The Future of Electronic Health Records

Increased involvement from software giants could alter health care.

A lot of money has been spent to increase usage of electronic health record (EHR) systems. The Health Information Technology for Economic and Clinical Health Act of 2009 set aside $27 billion to encourage hospitals and providers to adopt EHRs. Most published reports suggest success.1 Adoption rates increased from 34% of physicians and 28% of hospitals in 2011 to 78% and 96%, respectively, in 2021.2 These statistics, however, fail to tell the whole story.

Specialists have been slower to adopt EHRs because most platforms are not tailored to their specific needs. Epic Systems accounts for the lion’s share of the specialist market, and 92,000 ambulatory health care providers use their software. eClinicalWorks and Modernizing Medicine follow with 33,044 and 3,202 specialist users, respectively.3

The frustration we ophthalmologists have with EHR systems arises from our sense that they could be far more helpful. There are several reasons why they fall short of our expectations.


Language. The most widespread programming language in health care IT is the Massachusetts General Hospital Utility Multiprogramming System, better known as MUMPS or M. Invented in the 1960s,4 the highly abbreviated, table-based coding language was designed to run on limited computing resources. For this reason, the code was intentionally sparse on comments that describe what a piece of code does. The result is that experienced MUMPS coders are unable to decipher what a block of code does without examining it carefully line by line.5 For anyone interested in more details, Robert Wachter, chairman of the department of medicine at the University of California, San Francisco, wrote a fascinating account of EHRs.6

Safety. I have often wondered why self-landing rocket boosters exist and AI-powered chatbots are available to us today, but their equivalents are off-limits to us in health care. One answer is regulation. Before strenuously complaining about that, it is worth recognizing that there is a lesson for us in the midair explosion of SpaceX’s Starship rocket in April: New technologies can and do fail.

Another tragic example of this comes from the Veterans Affairs health system. I was excited when Oracle, a hard-core database company and one of the largest software companies in the world, acquired EHR software giant Cerner this past year. I hoped the deal would inject modern programming know-how into health care IT. Oracle, as impressive as it is, has found it difficult to implement changes. In April, the Department of Veterans Affairs suspended the $16 billion rollout of the revamped Oracle Cerner EHR platform because the system was linked to “critical harm” incidents that resulted in the deaths of four veterans.7,8 The Veterans Health Administration’s current technology, however, the VistA, is showing its age (think Carter Administration) and requires modernization or replacement.9 The spotlight is on any large software company that takes on the massive challenges presented by health care IT. The difficulty is like one faced by companies developing self-driving software, where every failure makes headlines. As with health care IT, problems caused by existing systems do not make headlines. We again look to the next evolution in technology for answers.

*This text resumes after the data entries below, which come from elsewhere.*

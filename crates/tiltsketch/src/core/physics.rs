use glam::Vec2;
use rapier2d::prelude::*;

use crate::api::types::EntityId;

// ---------------------------------------------------------------------------
// Conversion helpers (private): glam ↔ nalgebra
// ---------------------------------------------------------------------------

fn vec2_to_na(v: Vec2) -> nalgebra::Vector2<f32> {
    nalgebra::Vector2::new(v.x, v.y)
}

fn na_to_vec2(v: &nalgebra::Vector2<f32>) -> Vec2 {
    Vec2::new(v.x, v.y)
}

fn na_iso_to_pos_rot(iso: &nalgebra::Isometry2<f32>) -> (Vec2, f32) {
    let pos = Vec2::new(iso.translation.x, iso.translation.y);
    let rot = iso.rotation.angle();
    (pos, rot)
}

// ---------------------------------------------------------------------------
// Public types
// ---------------------------------------------------------------------------

/// The kind of rigid body.
#[derive(Debug, Clone, Copy, PartialEq, Eq)]
pub enum BodyType {
    Dynamic,
    Fixed,
}

impl BodyType {
    fn to_rapier(self) -> RigidBodyType {
        match self {
            BodyType::Dynamic => RigidBodyType::Dynamic,
            BodyType::Fixed => RigidBodyType::Fixed,
        }
    }
}

/// Shape description for a collider.
#[derive(Debug, Clone, Copy, PartialEq)]
pub enum ColliderDesc {
    Ball { radius: f32 },
    Cuboid { half_width: f32, half_height: f32 },
}

impl ColliderDesc {
    fn build_collider(&self) -> ColliderBuilder {
        match *self {
            ColliderDesc::Ball { radius } => ColliderBuilder::ball(radius),
            ColliderDesc::Cuboid { half_width, half_height } => {
                ColliderBuilder::cuboid(half_width, half_height)
            }
        }
    }
}

/// Physical material properties for a collider.
///
/// Contacts combine restitution by maximum and friction by minimum, so a
/// bouncy ball keeps its bounce against walls that declare none.
#[derive(Debug, Clone, Copy, PartialEq)]
pub struct ColliderMaterial {
    pub restitution: f32,
    pub friction: f32,
    pub density: f32,
}

impl ColliderMaterial {
    pub const fn new(restitution: f32, friction: f32) -> Self {
        Self {
            restitution,
            friction,
            density: 1.0,
        }
    }
}

impl Default for ColliderMaterial {
    fn default() -> Self {
        Self::new(0.0, 0.1)
    }
}

/// Builder for describing a rigid body before creation.
#[derive(Debug, Clone)]
pub struct BodyDesc {
    pub body_type: BodyType,
    pub position: Vec2,
    pub rotation: f32,
    pub ccd: bool,
    pub collider: ColliderDesc,
}

impl BodyDesc {
    /// Create a dynamic body description with the given collider shape.
    pub fn dynamic(collider: ColliderDesc) -> Self {
        Self {
            body_type: BodyType::Dynamic,
            position: Vec2::ZERO,
            rotation: 0.0,
            ccd: false,
            collider,
        }
    }

    /// Create a fixed (static) body description with the given collider shape.
    pub fn fixed(collider: ColliderDesc) -> Self {
        Self {
            body_type: BodyType::Fixed,
            position: Vec2::ZERO,
            rotation: 0.0,
            ccd: false,
            collider,
        }
    }

    pub fn with_position(mut self, pos: Vec2) -> Self {
        self.position = pos;
        self
    }

    pub fn with_rotation(mut self, rotation: f32) -> Self {
        self.rotation = rotation;
        self
    }

    pub fn with_ccd(mut self, enabled: bool) -> Self {
        self.ccd = enabled;
        self
    }
}

/// Handle pair stored on an Entity, referencing Rapier internals.
#[derive(Debug, Clone, Copy)]
pub struct PhysicsBody {
    pub body_handle: RigidBodyHandle,
    pub collider_handle: ColliderHandle,
}

// ---------------------------------------------------------------------------
// PhysicsWorld
// ---------------------------------------------------------------------------

/// Wraps the Rapier2D pipeline. Gravity is in pixels/s² with Y pointing down.
pub struct PhysicsWorld {
    gravity: nalgebra::Vector2<f32>,
    integration_parameters: IntegrationParameters,
    physics_pipeline: PhysicsPipeline,
    island_manager: IslandManager,
    broad_phase: DefaultBroadPhase,
    narrow_phase: NarrowPhase,
    bodies: RigidBodySet,
    colliders: ColliderSet,
    impulse_joints: ImpulseJointSet,
    multibody_joints: MultibodyJointSet,
    ccd_solver: CCDSolver,
    query_pipeline: QueryPipeline,
}

impl PhysicsWorld {
    pub fn new(gravity: Vec2) -> Self {
        Self {
            gravity: vec2_to_na(gravity),
            integration_parameters: IntegrationParameters::default(),
            physics_pipeline: PhysicsPipeline::new(),
            island_manager: IslandManager::new(),
            broad_phase: DefaultBroadPhase::new(),
            narrow_phase: NarrowPhase::new(),
            bodies: RigidBodySet::new(),
            colliders: ColliderSet::new(),
            impulse_joints: ImpulseJointSet::new(),
            multibody_joints: MultibodyJointSet::new(),
            ccd_solver: CCDSolver::new(),
            query_pipeline: QueryPipeline::new(),
        }
    }

    /// Set the integration timestep.
    pub fn set_dt(&mut self, dt: f32) {
        self.integration_parameters.dt = dt;
    }

    /// Replace the gravity applied to every dynamic body on the next step.
    pub fn set_gravity(&mut self, gravity: Vec2) {
        self.gravity = vec2_to_na(gravity);
    }

    pub fn gravity(&self) -> Vec2 {
        na_to_vec2(&self.gravity)
    }

    /// Create a rigid body + collider and return handles.
    /// The EntityId is stored in the body's `user_data`.
    pub fn create_body(
        &mut self,
        entity_id: EntityId,
        desc: &BodyDesc,
        material: ColliderMaterial,
    ) -> PhysicsBody {
        let rb = RigidBodyBuilder::new(desc.body_type.to_rapier())
            .translation(vec2_to_na(desc.position))
            .rotation(desc.rotation)
            .ccd_enabled(desc.ccd)
            .user_data(entity_id.0 as u128)
            .build();

        let body_handle = self.bodies.insert(rb);

        let collider = desc
            .collider
            .build_collider()
            .restitution(material.restitution)
            .restitution_combine_rule(CoefficientCombineRule::Max)
            .friction(material.friction)
            .friction_combine_rule(CoefficientCombineRule::Min)
            .density(material.density)
            .build();

        let collider_handle =
            self.colliders
                .insert_with_parent(collider, body_handle, &mut self.bodies);

        PhysicsBody {
            body_handle,
            collider_handle,
        }
    }

    /// Remove a body and all its colliders from the simulation.
    pub fn remove_body(&mut self, body: &PhysicsBody) {
        self.bodies.remove(
            body.body_handle,
            &mut self.island_manager,
            &mut self.colliders,
            &mut self.impulse_joints,
            &mut self.multibody_joints,
            true,
        );
    }

    /// Advance the simulation by one integration step.
    pub fn step(&mut self) {
        self.physics_pipeline.step(
            &self.gravity,
            &self.integration_parameters,
            &mut self.island_manager,
            &mut self.broad_phase,
            &mut self.narrow_phase,
            &mut self.bodies,
            &mut self.colliders,
            &mut self.impulse_joints,
            &mut self.multibody_joints,
            &mut self.ccd_solver,
            Some(&mut self.query_pipeline),
            &(),
            &(),
        );
    }

    /// Get the current linear velocity of a body.
    pub fn velocity(&self, body: &PhysicsBody) -> Vec2 {
        self.bodies
            .get(body.body_handle)
            .map(|rb| na_to_vec2(rb.linvel()))
            .unwrap_or(Vec2::ZERO)
    }

    /// Get the current position and rotation of a body.
    pub fn body_position(&self, body: &PhysicsBody) -> (Vec2, f32) {
        self.bodies
            .get(body.body_handle)
            .map(|rb| na_iso_to_pos_rot(rb.position()))
            .unwrap_or((Vec2::ZERO, 0.0))
    }

    /// Number of rigid bodies in the simulation.
    pub fn body_count(&self) -> usize {
        self.bodies.len()
    }

    /// Query the collider shape of a physics body.
    /// Returns `None` if the collider no longer exists.
    pub fn collider_shape(&self, body: &PhysicsBody) -> Option<ColliderDesc> {
        let collider = self.colliders.get(body.collider_handle)?;
        let shape = collider.shape();
        if let Some(ball) = shape.as_ball() {
            Some(ColliderDesc::Ball { radius: ball.radius })
        } else {
            shape.as_cuboid().map(|cuboid| ColliderDesc::Cuboid {
                half_width: cuboid.half_extents.x,
                half_height: cuboid.half_extents.y,
            })
        }
    }

    /// Restitution and friction the collider was built with.
    pub fn collider_material(&self, body: &PhysicsBody) -> Option<ColliderMaterial> {
        let collider = self.colliders.get(body.collider_handle)?;
        Some(ColliderMaterial {
            restitution: collider.restitution(),
            friction: collider.friction(),
            density: collider.density(),
        })
    }

    pub fn is_fixed(&self, body: &PhysicsBody) -> bool {
        self.bodies
            .get(body.body_handle)
            .map(|rb| rb.is_fixed())
            .unwrap_or(false)
    }
}

// ---------------------------------------------------------------------------
// Tests
// ---------------------------------------------------------------------------
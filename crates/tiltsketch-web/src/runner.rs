use tiltsketch::bridge::protocol::{FrameHeader, HEADER_FLOATS};
use tiltsketch::{
    DeviceProfile, EngineContext, Game, GameConfig, InputEvent, InputQueue, OrientationSample,
    PermissionEvent, PermissionResponse, PlatformRequest, ProtocolLayout, RenderContext,
    ScreenRotation, VectorState, VectorVertex,
};

/// Generic game runner that wires up the engine loop.
///
/// The bridge keeps one runner in a `thread_local!` and exports free functions
/// via `#[wasm_bindgen]`, because wasm-bindgen cannot export generic structs
/// directly. Methods that may need the browser to do something return a
/// [`PlatformRequest`]; the caller performs it once the runner is released.
pub struct GameRunner<G: Game> {
    game: G,
    ctx: EngineContext,
    input: InputQueue,
    vectors: VectorState,
    config: GameConfig,
    layout: ProtocolLayout,
    profile: DeviceProfile,
    header: [f32; HEADER_FLOATS],
    frame: u32,
    initialized: bool,
    overflow_warned: bool,
}

impl<G: Game> GameRunner<G> {
    pub fn new(game: G, profile: DeviceProfile) -> Self {
        let config = game.config();
        let layout = ProtocolLayout::from_config(&config);

        Self {
            ctx: EngineContext::new(&config, &profile),
            game,
            input: InputQueue::new(),
            vectors: VectorState::new(),
            config,
            layout,
            profile,
            header: [0.0; HEADER_FLOATS],
            frame: 0,
            initialized: false,
            overflow_warned: false,
        }
    }

    /// Initialize the game. Call once after construction.
    pub fn init(&mut self) -> Option<PlatformRequest> {
        let request = self.ctx.start_permission(self.profile.capability);
        self.game.init(&mut self.ctx);
        self.initialized = true;
        self.write_header();
        request
    }

    /// Push an input event into the queue.
    pub fn push_input(&mut self, event: InputEvent) {
        self.input.push(event);
    }

    /// Run one frame: input, gravity, one physics step, redraw.
    pub fn tick(&mut self) {
        if !self.initialized {
            return;
        }

        // Clear per-frame transient data
        self.ctx.clear_frame_data();

        self.game.update(&mut self.ctx, &self.input);
        self.input.drain();

        self.vectors.clear();
        {
            let mut render_ctx = RenderContext {
                vectors: &mut self.vectors,
                scene: &self.ctx.scene,
                physics: &self.ctx.physics,
            };
            self.game.render(&mut render_ctx);
        }
        if self.vectors.vertex_count() > self.layout.max_vector_vertices && !self.overflow_warned {
            log::warn!(
                "{} vertices drawn, only the first {} reach the host",
                self.vectors.vertex_count(),
                self.layout.max_vector_vertices
            );
            self.overflow_warned = true;
        }

        self.frame = self.frame.wrapping_add(1);
        self.write_header();
    }

    // ---- Orientation plumbing ----

    /// A user gesture happened; on consent-gated platforms this starts the request.
    pub fn user_gesture(&mut self) -> Option<PlatformRequest> {
        self.ctx.negotiate(PermissionEvent::UserGesture)
    }

    pub fn permission_result(&mut self, response: PermissionResponse) -> Option<PlatformRequest> {
        self.ctx.negotiate(PermissionEvent::ApiResult(response))
    }

    /// Samples are applied as they arrive, between ticks.
    pub fn orientation_sample(&mut self, sample: &OrientationSample) -> bool {
        self.ctx.orientation_sample(sample)
    }

    pub fn set_screen_rotation(&mut self, rotation: ScreenRotation) {
        self.ctx.gravity.set_rotation(rotation);
    }

    pub fn game(&self) -> &G {
        &self.game
    }

    fn write_header(&mut self) {
        FrameHeader {
            frame: self.frame,
            canvas: self.ctx.canvas,
            vector_vertex_count: self.vectors.vertex_count(),
            event_count: self.ctx.events.len(),
            permission: self.ctx.permission.state(),
            gravity: self.ctx.gravity.vector(),
        }
        .write_into(&self.layout, &mut self.header);
    }

    // ---- Pointer accessors for shared buffer reads ----

    pub fn header_ptr(&self) -> *const f32 {
        self.header.as_ptr()
    }

    pub fn vector_vertices_ptr(&self) -> *const f32 {
        self.vectors.buffer_ptr()
    }

    pub fn vector_vertex_count(&self) -> u32 {
        self.vectors.vertex_count().min(self.layout.max_vector_vertices) as u32
    }

    pub fn game_events_ptr(&self) -> *const f32 {
        self.ctx.events.as_ptr() as *const f32
    }

    pub fn game_events_len(&self) -> u32 {
        self.ctx.events.len().min(self.layout.max_events) as u32
    }

    pub fn canvas_width(&self) -> f32 {
        self.ctx.canvas.x
    }

    pub fn canvas_height(&self) -> f32 {
        self.ctx.canvas.y
    }

    pub fn permission_state(&self) -> f32 {
        self.ctx.permission.state().code()
    }

    pub fn gravity_x(&self) -> f32 {
        self.ctx.gravity.vector().x
    }

    pub fn gravity_y(&self) -> f32 {
        self.ctx.gravity.vector().y
    }

    pub fn frame(&self) -> u32 {
        self.frame
    }

    // ---- Capacity accessors ----

    pub fn max_vector_vertices(&self) -> u32 {
        self.layout.max_vector_vertices as u32
    }

    pub fn max_events(&self) -> u32 {
        self.layout.max_events as u32
    }

    pub fn vertex_stride_floats(&self) -> u32 {
        VectorVertex::FLOATS as u32
    }

    pub fn buffer_total_floats(&self) -> u32 {
        self.layout.buffer_total_floats as u32
    }

    pub fn world_width(&self) -> f32 {
        self.config.world_width
    }

    pub fn world_height(&self) -> f32 {
        self.config.world_height
    }
}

I consulted ChatGPT (OpenAI) when writing this article, and the AI chatbot recommended that I touch on the following areas:

  • Upcoming advances in telehealth;
  • Wearable technology; and
  • The use of blockchain to secure patient data for safe storage and transmission.

I expect that we will begin using AI chatbots to assist with writing patient information, support medical decision-making, and eventually help guard against errors in our notes.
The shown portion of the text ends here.